Black Bean Burrito Variations
- Swap your beans: If you prefer, you can use pinto beans instead of black beans in this recipe.
- Up the protein: Supplement the protein by adding shredded chicken or ground beef into the filling mixture.
- Add other veggies: You can get creative with these burritos—try ingredients like mushrooms, jalapenos or corn to supplement the filling.
How to Store a Black Bean Burrito
You can store your black bean burritos in the fridge for up to four days. Reheat them in the microwave or oven.
Can you freeze a black bean burrito?
You can. These black bean burritos are a very freezer-friendly meal, and they can last up to three months in the freezer. We recommend wrapping each burrito in foil, then storing them in a freezer-safe bag or container. This will make it easier to pick out individual portions. Reheat them in the microwave or oven.
Black Bean Burrito Tips
Can you make this black bean burrito recipe gluten-free?
Yes. Just use gluten-free tortillas to make these black bean burritos gluten-free and you’ll be good to go!
Can I make these black bean burritos vegan?
You can make these black bean burritos vegan by just omitting the cheese, or by using a vegan cheese alternative.
Can I use dried black beans in black bean burritos?
Yes, though doing so will take more prep time, since you’ll have to cook the beans in advance. We recommend soaking your beans to speed up the cooking time.
Black Bean Burrito
Ingredients
- 1 tablespoon canola oil
- 3 tablespoons chopped onion
- 3 tablespoons chopped green pepper
- 1 can (15 ounces) black beans, rinsed and drained
- 4 flour tortillas (8 inches), warmed
- 1 cup shredded Mexican cheese blend
- 1 medium tomato, chopped
- 1 cup shredded lettuce
- Optional toppings: Salsa, sour cream, minced fresh cilantro and cubed avocado
Directions
- In a nonstick skillet, heat oil over medium heat; saute onion and green pepper until tender.

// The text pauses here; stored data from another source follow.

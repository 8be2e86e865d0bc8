//! juju_access_offer
//!
//! Manages the admin, consume and read users of an offer. The offer owner
//! always holds admin access and is never reported.

use std::collections::BTreeMap;

use async_trait::async_trait;
use juju_common::names::OfferUrl;
use juju_common::OfferAccess;
use tracing::{debug, info, Span};

use super::{client_error, Resource, ResourceCommon};
use crate::client::ProviderData;
use crate::diag::{AttributePath, Diagnostics};
use crate::id;
use crate::modifiers::RequiresReplace;
use crate::schema::{AttrType, Attribute, Block, Schema};
use crate::state::{get_string_attr, make_state, string_set_value, string_value, Value};
use crate::validators::{self, Each};

const ID_FORMAT: &str = "<offer_url>";

const LEVELS: [(&str, OfferAccess); 3] = [
    ("admin_users", OfferAccess::Admin),
    ("consume_users", OfferAccess::Consume),
    ("read_users", OfferAccess::Read),
];

pub struct AccessOfferResource {
    common: ResourceCommon,
}

impl AccessOfferResource {
    pub fn new() -> Self {
        Self {
            common: ResourceCommon::new("juju_access_offer"),
        }
    }
}

impl Default for AccessOfferResource {
    fn default() -> Self {
        Self::new()
    }
}

/// Desired access per user. Unknown or null sets contribute nothing.
fn planned_access(plan: &Value) -> BTreeMap<String, OfferAccess> {
    let mut users = BTreeMap::new();
    for (key, access) in LEVELS {
        for user in plan.get(key).and_then(Value::as_list).unwrap_or_default() {
            if let Some(user) = user.as_str() {
                users.insert(user.to_string(), access);
            }
        }
    }
    users
}

fn access_offer_state(url: &str, users: &BTreeMap<String, OfferAccess>) -> Value {
    let holders = |level: OfferAccess| {
        let matching: Vec<&String> = users.iter().filter(|(_, a)| **a == level).map(|(u, _)| u).collect();
        if matching.is_empty() {
            Value::Null
        } else {
            string_set_value(matching.into_iter().cloned())
        }
    };
    make_state(vec![
        ("id", string_value(url)),
        ("offer_url", string_value(url)),
        ("admin_users", holders(OfferAccess::Admin)),
        ("consume_users", holders(OfferAccess::Consume)),
        ("read_users", holders(OfferAccess::Read)),
    ])
}

/// The levels to revoke, highest first, to take a user from `current` down
/// to `target` (`None` removes all access).
fn revocations(current: OfferAccess, target: Option<OfferAccess>) -> Vec<OfferAccess> {
    [OfferAccess::Admin, OfferAccess::Consume, OfferAccess::Read]
        .into_iter()
        .filter(|level| *level <= current && target.map_or(true, |t| *level > t))
        .collect()
}

fn offer_owner(url: &str) -> Option<String> {
    OfferUrl::parse(url).ok().and_then(|u| u.user)
}

impl AccessOfferResource {
    async fn apply(
        &self,
        url: &str,
        current: &BTreeMap<String, OfferAccess>,
        planned: &BTreeMap<String, OfferAccess>,
        diags: &mut Diagnostics,
    ) -> bool {
        let Some(client) = self.common.client(diags) else {
            return false;
        };
        for (user, access) in planned {
            if current.get(user).map_or(true, |c| c < access) {
                if let Err(e) = client.grant_offer_access(url, user, *access).await {
                    client_error(diags, "grant", "offer access", &e);
                    return false;
                }
            }
        }
        for (user, access) in current {
            for level in revocations(*access, planned.get(user).copied()) {
                if let Err(e) = client.revoke_offer_access(url, user, level).await {
                    client_error(diags, "revoke", "offer access", &e);
                    return false;
                }
            }
        }
        true
    }
}

#[async_trait]
impl Resource for AccessOfferResource {
    fn type_name(&self) -> &'static str {
        "juju_access_offer"
    }

    fn schema(&self) -> Schema {
        let users = |name: &str, description: &str| {
            Attribute::set(name, AttrType::String)
                .optional()
                .description(description)
                .validator(Each::new(validators::user_name()))
        };
        Schema::new(
            Block::new()
                .description("A resource that represent a Juju Access Offer.")
                .attribute(
                    Attribute::string("id")
                        .computed()
                        .description("The ID of this resource."),
                )
                .attribute(
                    Attribute::string("offer_url")
                        .required()
                        .description("The URL of the offer for access management.")
                        .validator(validators::offer_url())
                        .plan_modifier(RequiresReplace),
                )
                .attribute(users("admin_users", "List of users to grant admin access."))
                .attribute(users("consume_users", "List of users to grant consume access."))
                .attribute(users("read_users", "List of users to grant read access.")),
        )
    }

    fn configure(&mut self, data: &ProviderData) {
        self.common.configure(data);
    }

    fn subsystem(&self) -> &Span {
        self.common.span()
    }

    fn validate_config(&self, config: &Value, diags: &mut Diagnostics) {
        let mut seen: BTreeMap<&str, &str> = BTreeMap::new();
        for (key, _) in LEVELS {
            for user in config.get(key).and_then(Value::as_list).unwrap_or_default() {
                let Some(user) = user.as_str() else {
                    continue;
                };
                if let Some(first) = seen.insert(user, key) {
                    diags.attribute_error(
                        &AttributePath::root(key).element(string_value(user)),
                        "Invalid Attribute Combination",
                        format!("User {user:?} appears in both {first} and {key}; a user can hold one access level."),
                    );
                }
            }
        }
        if let Some(url) = config.get("offer_url").and_then(Value::as_str) {
            if let Some(owner) = offer_owner(url) {
                if seen.contains_key(owner.as_str()) {
                    diags.error(
                        "Invalid Attribute Value",
                        format!("User {owner:?} owns the offer and always has admin access."),
                    );
                }
            }
        }
    }

    async fn create(&self, plan: &Value, diags: &mut Diagnostics) -> Option<Value> {
        let url = get_string_attr(plan, "offer_url");
        let planned = planned_access(plan);
        if !self.apply(&url, &BTreeMap::new(), &planned, diags).await {
            return None;
        }
        info!(url = %url, users = planned.len(), "granted offer access");
        Some(access_offer_state(&url, &planned))
    }

    async fn read(&self, state: &Value, diags: &mut Diagnostics) -> Option<Value> {
        let client = self.common.client(diags)?;
        let [url] = match id::decode::<1>(&get_string_attr(state, "id"), ID_FORMAT) {
            Ok(fields) => fields,
            Err(e) => {
                diags.push(e.to_diagnostic());
                return None;
            }
        };

        match client.read_offer(&url).await {
            Ok(offer) => {
                let owner = offer_owner(&offer.url);
                let mut users = offer.users;
                if let Some(owner) = owner {
                    users.remove(&owner);
                }
                Some(access_offer_state(&url, &users))
            }
            Err(e) if e.is_not_found() => {
                debug!(url = %url, "offer not found, removing access from state");
                None
            }
            Err(e) => {
                client_error(diags, "read", "offer access", &e);
                None
            }
        }
    }

    async fn update(&self, plan: &Value, prior: &Value, diags: &mut Diagnostics) -> Option<Value> {
        let url = get_string_attr(prior, "offer_url");
        let planned = planned_access(plan);
        if !self.apply(&url, &planned_access(prior), &planned, diags).await {
            return None;
        }
        Some(access_offer_state(&url, &planned))
    }

    async fn delete(&self, state: &Value, diags: &mut Diagnostics) {
        let url = get_string_attr(state, "offer_url");
        self.apply(&url, &planned_access(state), &BTreeMap::new(), diags).await;
    }
}

#[cfg(test)]
mod tests {
    use super::*;

    #[test]
    fn test_revocations_step_down() {
        assert_eq!(
            revocations(OfferAccess::Admin, Some(OfferAccess::Read)),
            vec![OfferAccess::Admin, OfferAccess::Consume]
        );
        assert_eq!(revocations(OfferAccess::Consume, None), vec![OfferAccess::Consume, OfferAccess::Read]);
        assert!(revocations(OfferAccess::Read, Some(OfferAccess::Admin)).is_empty());
    }

    #[test]
    fn test_user_in_two_sets() {
        let config = make_state(vec![
            ("offer_url", string_value("admin/db.mysql")),
            ("admin_users", string_set_value(["alice"])),
            ("read_users", string_set_value(["alice", "bob"])),
        ]);
        let mut diags = Diagnostics::new();
        AccessOfferResource::new().validate_config(&config, &mut diags);
        assert_eq!(diags.len(), 1);
    }

    #[test]
    fn test_owner_cannot_be_listed() {
        let config = make_state(vec![
            ("offer_url", string_value("admin/db.mysql")),
            ("consume_users", string_set_value(["admin"])),
        ]);
        let mut diags = Diagnostics::new();
        AccessOfferResource::new().validate_config(&config, &mut diags);
        assert!(diags.has_error());
    }

    #[test]
    fn test_state_groups_users_by_level() {
        let users = BTreeMap::from([
            ("alice".to_string(), OfferAccess::Consume),
            ("bob".to_string(), OfferAccess::Consume),
        ]);
        let state = access_offer_state("admin/db.mysql", &users);
        assert_eq!(state.get("consume_users"), Some(&string_set_value(["alice", "bob"])));
        assert_eq!(state.get("admin_users"), Some(&Value::Null));
    }
}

Stir in beans; heat through.
- Spoon about 1/2 cup of vegetable mixture off-center on each tortilla. Sprinkle with the cheese, tomato and lettuce. Fold sides and ends over filling and roll up. Serve with optional toppings as desired.
Nutrition Facts
1 burrito: 395 calories, 16g fat (6g saturated fat), 25mg cholesterol, 610mg sodium, 46g carbohydrate (2g sugars, 7g fiber), 16g protein. Diabetic Exchanges: 2-1/2 starch, 1 vegetable, 1 lean meat, 1 fat.